Exercise description ::
Every line below that holds the string "AppState" should be copied.

(Stored items)
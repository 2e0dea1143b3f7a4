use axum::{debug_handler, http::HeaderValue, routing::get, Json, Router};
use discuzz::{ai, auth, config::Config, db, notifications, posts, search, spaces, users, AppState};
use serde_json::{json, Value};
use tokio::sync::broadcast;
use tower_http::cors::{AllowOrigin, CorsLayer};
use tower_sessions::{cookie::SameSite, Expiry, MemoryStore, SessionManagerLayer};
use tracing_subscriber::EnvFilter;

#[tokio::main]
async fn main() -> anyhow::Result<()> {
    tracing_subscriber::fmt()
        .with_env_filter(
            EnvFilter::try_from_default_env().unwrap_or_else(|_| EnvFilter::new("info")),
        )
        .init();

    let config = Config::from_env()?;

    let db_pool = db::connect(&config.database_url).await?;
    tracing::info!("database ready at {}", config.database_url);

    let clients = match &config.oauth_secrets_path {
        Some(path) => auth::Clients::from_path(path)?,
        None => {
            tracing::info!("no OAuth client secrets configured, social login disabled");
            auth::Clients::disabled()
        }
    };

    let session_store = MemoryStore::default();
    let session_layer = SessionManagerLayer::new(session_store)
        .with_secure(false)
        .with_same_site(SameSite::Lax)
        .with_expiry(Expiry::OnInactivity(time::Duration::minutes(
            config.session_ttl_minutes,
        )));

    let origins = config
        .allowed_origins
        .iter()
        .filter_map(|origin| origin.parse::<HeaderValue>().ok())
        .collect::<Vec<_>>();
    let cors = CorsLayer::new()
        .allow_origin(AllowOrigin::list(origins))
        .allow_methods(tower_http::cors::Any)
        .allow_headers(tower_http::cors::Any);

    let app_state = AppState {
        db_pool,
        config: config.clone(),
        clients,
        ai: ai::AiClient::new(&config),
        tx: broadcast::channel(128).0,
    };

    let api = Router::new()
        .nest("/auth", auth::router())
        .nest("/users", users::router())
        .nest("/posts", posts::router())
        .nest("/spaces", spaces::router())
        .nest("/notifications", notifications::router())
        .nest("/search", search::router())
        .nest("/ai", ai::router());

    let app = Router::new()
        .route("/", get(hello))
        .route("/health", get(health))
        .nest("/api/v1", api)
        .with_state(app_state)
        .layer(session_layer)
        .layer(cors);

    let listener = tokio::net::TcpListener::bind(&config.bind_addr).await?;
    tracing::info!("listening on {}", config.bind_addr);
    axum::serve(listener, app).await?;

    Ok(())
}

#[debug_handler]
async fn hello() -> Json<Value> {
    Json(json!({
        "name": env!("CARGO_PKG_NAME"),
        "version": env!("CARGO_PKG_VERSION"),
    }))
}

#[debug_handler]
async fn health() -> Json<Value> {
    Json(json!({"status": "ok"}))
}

Expected output ::
use discuzz::{ai, auth, config::Config, db, notifications, posts, search, spaces, users, AppState};
    let app_state = AppState {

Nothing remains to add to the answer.